From Industrial Data to Actionable Knowledge: The SCCH’s Knowledge Graph Tool

Overview

We briefly present KG-CAIP (Knowledge Graph for Causal Analysis of Industrial Processes), a tool developed by SCCH within the Horizon Europe TRINEFLEX project (Grant No. 101058174). The tool automatically transforms raw industrial sensor data into interpretable knowledge graphs, making complex process interactions transparent and explainable.

Unlike traditional black-box analytics, KG-CAIP focuses on understanding cause–effect relationships over time. By combining data preprocessing, correlation analysis, and causal discovery, the tool enables engineers to visually explore how process parameters influence each other, supporting root-cause analysis, process optimization, and more informed decision-making. The approach was demonstrated using a real industrial scenario, underlining its direct applicability in practice.

This work reflects SCCH’s broader mission to bridge cutting-edge research and real-world industrial impact. We would like to sincerely thank Lolita Ammann, Michael Mayr, Jorge Martinez-Gil, and Georgios Chasparis for their major contributions to the development of the tool and its underlying methodology.

The scientific foundations of KG-CAIP are reported in the paper “Automated Knowledge Graph Learning in Industrial Processes”, recently published in Procedia Computer Science (Ref. [1]). The publication provides deeper insights into the methodological innovations behind the tool and its application to industrial sensor data.

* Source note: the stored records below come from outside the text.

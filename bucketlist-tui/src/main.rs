mod app;
mod cli;
mod paths;
mod render;
mod screen;
mod settings;
mod terminal;
mod widgets;

use std::error::Error;
use std::fs::File;
use std::sync::Arc;
use std::time::Duration;

use bucketlist_lib::auth::{StaticAuth, StaticTokenProvider};
use bucketlist_lib::model::{Budget, ItemDraft, List, ListId, UserId};
use bucketlist_lib::path::{DEFAULT_ROOT_COLLECTION, Layout};
use bucketlist_lib::store::{FirestoreStore, InMemoryStore};
use bucketlist_lib::{DocumentRepository, FirestoreClient, ItemRepository};
use clap::Parser;
use log::info;
use simplelog::{Config, LevelFilter, WriteLogger};

use cli::{Cli, Commands, ConfigCommand};
use screen::{DetailScreen, Route};
use settings::{BackendSettings, ProfileStore};

const REQUEST_TIMEOUT: Duration = Duration::from_secs(15);
const DEMO_USER: &str = "local";

type BoxError = Box<dyn Error>;

#[tokio::main]
async fn main() {
    if let Err(e) = run(Cli::parse()).await {
        eprintln!("Error: {}", e);
        std::process::exit(1);
    }
}

async fn run(cli: Cli) -> Result<(), BoxError> {
    init_logging()?;

    match cli.command {
        Commands::Open { list_id, name, memory } => {
            let list_id = ListId::new(list_id);
            let name = name.unwrap_or_else(|| list_id.to_string());
            let repo = if memory {
                demo_repository(&list_id, &name).await?
            } else {
                let settings = open_settings().await?.load(&cli.profile).await?;
                firestore_repository(&settings)?
            };

            let mut screen = DetailScreen::new(repo, Route { list_id, name });
            screen.load().await;
            app::run(screen).await?;
        }
        Commands::Config { command } => {
            let store = open_settings().await?;
            match command {
                ConfigCommand::Show => {
                    println!("[{}]", cli.profile);
                    for (key, value) in store.load(&cli.profile).await?.entries() {
                        println!("{key} = {value}");
                    }
                }
                ConfigCommand::Profiles => {
                    for name in store.profiles().await? {
                        println!("{name}");
                    }
                }
                ConfigCommand::Set { key, value } => {
                    let mut settings = store.load(&cli.profile).await?;
                    settings.set(&key, &value)?;
                    store.save(&cli.profile, &settings).await?;
                    info!("Setting {key} updated in profile {}", cli.profile);
                }
            }
        }
    }
    Ok(())
}

fn init_logging() -> Result<(), BoxError> {
    paths::rotate_logs();
    let Some(path) = paths::log_file() else {
        return Ok(());
    };
    if let Some(dir) = path.parent() {
        std::fs::create_dir_all(dir)?;
    }
    WriteLogger::init(LevelFilter::Debug, Config::default(), File::create(path)?)?;
    Ok(())
}

async fn open_settings() -> Result<ProfileStore, BoxError> {
    let path = paths::settings_db().ok_or("no home directory to keep settings in")?;
    Ok(ProfileStore::open(path).await?)
}

fn firestore_repository(settings: &BackendSettings) -> Result<Arc<dyn ItemRepository>, BoxError> {
    let project_id = settings
        .project_id
        .clone()
        .ok_or("backend.project_id is not set")?;
    let token = settings.id_token.clone().ok_or("session.id_token is not set")?;
    let user = settings.user_id.clone().ok_or("session.user_id is not set")?;

    let mut builder = FirestoreClient::builder()
        .project_id(project_id)
        .token_provider(StaticTokenProvider::new(token))
        .timeout(REQUEST_TIMEOUT);
    if let Some(database) = &settings.database {
        builder = builder.database(database);
    }
    if let Some(base_url) = &settings.base_url {
        builder = builder.base_url(base_url);
    }
    let client = builder.build()?;

    let layout = Layout::with_root(
        settings
            .root_collection
            .as_deref()
            .unwrap_or(DEFAULT_ROOT_COLLECTION),
    );
    let repo = DocumentRepository::new(FirestoreStore::new(client), StaticAuth::signed_in(user))
        .with_layout(layout);
    Ok(Arc::new(repo))
}

/// An in-memory repository holding one list with a few items.
async fn demo_repository(list_id: &ListId, name: &str) -> Result<Arc<dyn ItemRepository>, BoxError> {
    let user = UserId::new(DEMO_USER);
    let store = InMemoryStore::new();
    let list = List {
        id: list_id.clone(),
        name: name.to_string(),
    };
    store.insert(&Layout::default().list(&user, list_id)?, list.to_fields());

    let repo = DocumentRepository::new(store, StaticAuth::signed_in(user));
    let seed = [
        ItemDraft::named("See the northern lights")
            .note("Tromsø in February")
            .budget(Budget::from_int(2400)),
        ItemDraft::named("Learn to sail").budget(Budget::parse_input("850.50")),
        ItemDraft::named("Run a half marathon").status(true),
    ];
    for draft in seed {
        repo.create_item(list_id, draft).await?;
    }
    Ok(Arc::new(repo))
}
//! Authentication

mod context;
mod token;

pub use context::AuthContext;
pub use context::StaticAuth;
pub use token::AccessToken;
pub use token::StaticTokenProvider;
pub use token::TokenProvider;
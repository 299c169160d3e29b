//! Repository behaviour against the in-memory store.

use std::collections::HashSet;

use bucketlist_lib::auth::StaticAuth;
use bucketlist_lib::error::Error;
use bucketlist_lib::model::{Budget, Fields, ItemDraft, ItemId, ItemPatch, List, ListId, Timestamp, UserId};
use bucketlist_lib::path::Layout;
use bucketlist_lib::store::InMemoryStore;
use bucketlist_lib::{DocumentRepository, ItemRepository};

const USER: &str = "user-1";

fn seeded() -> (DocumentRepository<InMemoryStore, StaticAuth>, ListId) {
    let store = InMemoryStore::new();
    let list = List {
        id: ListId::new("travel"),
        name: "Travel".into(),
    };
    let path = Layout::default()
        .list(&UserId::new(USER), &list.id)
        .unwrap();
    store.insert(&path, list.to_fields());
    (
        DocumentRepository::new(store, StaticAuth::signed_in(USER)),
        list.id,
    )
}

#[tokio::test]
async fn fetch_list_reads_name() {
    let (repo, list) = seeded();
    let fetched = repo.fetch_list(&list).await.unwrap();
    assert_eq!(fetched.id, list);
    assert_eq!(fetched.name, "Travel");
}

#[tokio::test]
async fn fetch_missing_list_is_not_found() {
    let (repo, _) = seeded();
    let err = repo.fetch_list(&ListId::new("nope")).await.unwrap_err();
    assert!(err.is_not_found());
}

#[tokio::test]
async fn fetch_items_of_empty_list_is_empty() {
    let (repo, list) = seeded();
    assert!(repo.fetch_items(&list).await.unwrap().is_empty());
}

#[tokio::test]
async fn create_item_assigns_id_and_date() {
    let (repo, list) = seeded();
    let before = Timestamp::now();
    let id = repo
        .create_item(
            &list,
            ItemDraft::named("Tickets").budget(Budget::from_int(200)),
        )
        .await
        .unwrap();
    let after = Timestamp::now();

    assert!(!id.as_str().is_empty());

    let items = repo.fetch_items(&list).await.unwrap();
    assert_eq!(items.len(), 1);
    let item = &items[0];
    assert_eq!(item.id, id);
    assert_eq!(item.name, "Tickets");
    assert_eq!(item.note, "");
    assert!(!item.status);
    assert_eq!(item.budget, Budget::from_int(200));
    assert!(item.date >= before && item.date <= after);
}

#[tokio::test]
async fn update_changes_only_patched_fields() {
    let (repo, list) = seeded();
    let id = repo
        .create_item(&list, ItemDraft::named("Tickets").note("row A"))
        .await
        .unwrap();
    let original = repo.fetch_items(&list).await.unwrap().remove(0);

    repo.update_item(&list, &id, ItemPatch::new().status(true))
        .await
        .unwrap();

    let updated = repo.fetch_items(&list).await.unwrap().remove(0);
    assert!(updated.status);
    assert_eq!(updated.name, original.name);
    assert_eq!(updated.note, original.note);
    assert_eq!(updated.budget, original.budget);
    assert_eq!(updated.date, original.date);
}

#[tokio::test]
async fn update_missing_item_is_not_found() {
    let (repo, list) = seeded();
    let err = repo
        .update_item(&list, &ItemId::new("ghost"), ItemPatch::new().name("x"))
        .await
        .unwrap_err();
    assert!(err.is_not_found());
}

#[tokio::test]
async fn delete_removes_only_that_item() {
    let (repo, list) = seeded();
    let keep = repo
        .create_item(&list, ItemDraft::named("Keep"))
        .await
        .unwrap();
    let gone = repo
        .create_item(&list, ItemDraft::named("Drop"))
        .await
        .unwrap();
    let kept_before = repo
        .fetch_items(&list)
        .await
        .unwrap()
        .into_iter()
        .find(|i| i.id == keep)
        .unwrap();

    repo.delete_item(&list, &gone).await.unwrap();
    repo.delete_item(&list, &gone).await.unwrap();

    let items = repo.fetch_items(&list).await.unwrap();
    assert_eq!(items, vec![kept_before]);
}

#[tokio::test]
async fn items_are_scoped_to_their_list() {
    let (repo, list) = seeded();
    let other = ListId::new("food");
    repo.create_item(&list, ItemDraft::named("Paris"))
        .await
        .unwrap();
    repo.create_item(&other, ItemDraft::named("Ramen"))
        .await
        .unwrap();

    let names: HashSet<_> = repo
        .fetch_items(&list)
        .await
        .unwrap()
        .into_iter()
        .map(|i| i.name)
        .collect();
    assert_eq!(names, HashSet::from(["Paris".to_string()]));
}

#[tokio::test]
async fn signed_out_calls_never_reach_the_store() {
    let (repo, list) = seeded();
    repo.auth().sign_out();
    let stored = repo.store().len();

    let err = repo
        .create_item(&list, ItemDraft::named("Tickets"))
        .await
        .unwrap_err();
    assert!(matches!(err, Error::AuthMissing));
    assert!(repo.fetch_items(&list).await.unwrap_err().is_auth_missing());
    assert!(repo.fetch_list(&list).await.unwrap_err().is_auth_missing());
    assert_eq!(repo.store().len(), stored);
}

#[tokio::test]
async fn custom_root_collection() {
    let store = InMemoryStore::new();
    let layout = Layout::with_root("owners");
    let list = ListId::new("l1");
    store.insert(
        &layout.list(&UserId::new(USER), &list).unwrap(),
        Fields::new(),
    );
    let repo = DocumentRepository::new(store, StaticAuth::signed_in(USER)).with_layout(layout);

    let fetched = repo.fetch_list(&list).await.unwrap();
    assert_eq!(fetched.name, "");
}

Automated Knowledge Graph Learning in Industrial Processes

Industrial environments generate massive amounts of time-series sensor data, yet transforming this data into actionable and explainable knowledge remains a major challenge. The paper by Ammann et al. introduces a novel framework for automatically learning knowledge graphs (KGs) directly from industrial time-series data, with minimal manual intervention.

Core idea and approach

The proposed framework follows a structured pipeline consisting of:

1. Data preprocessing and quality assurance, addressing missing values, categorical data, and stationarity issues common in industrial sensor streams.
2. Correlation analysis, capturing instantaneous relationships between process parameters using multiple metrics (e.g., Pearson, Spearman).
3. Causality analysis, based on a modified Granger causality approach with automated time-lag selection, allowing the detection of directional, time-delayed influences between variables.
4. Knowledge graph generation, where correlations and causal relations are encoded as interpretable, queryable graph structures (e.g., RDF, SPARQL).

Key novelty

The novelty of the work lies in combining causal discovery and knowledge graph learning in an automated, end-to-end framework tailored to industrial processes:

• Instead of relying on black-box predictive models, the approach explicitly models causal dependencies over time, improving transparency and trust.
• The use of Granger causality with automated lag selection reduces the need for expert knowledge about process dynamics, which is often unavailable or incomplete in real industrial settings.
• The resulting knowledge graphs unify instantaneous correlations and lagged causal effects, offering a richer and more realistic representation of process behavior than static models alone.

Practical relevance

The framework is demonstrated on a real-world electrostatic particle transfer process, showing that the automatically generated knowledge graph aligns well with expert knowledge while also revealing non-obvious dependencies. This makes the approach particularly valuable for:

• Root-cause analysis
• Predictive maintenance
• Process optimization and control
• Explainable AI (XAI) in industrial environments

Overall, the paper positions automated KG learning as a key enabler for interpretable, data-driven industrial analytics, bridging the gap between raw sensor data and actionable process knowledge.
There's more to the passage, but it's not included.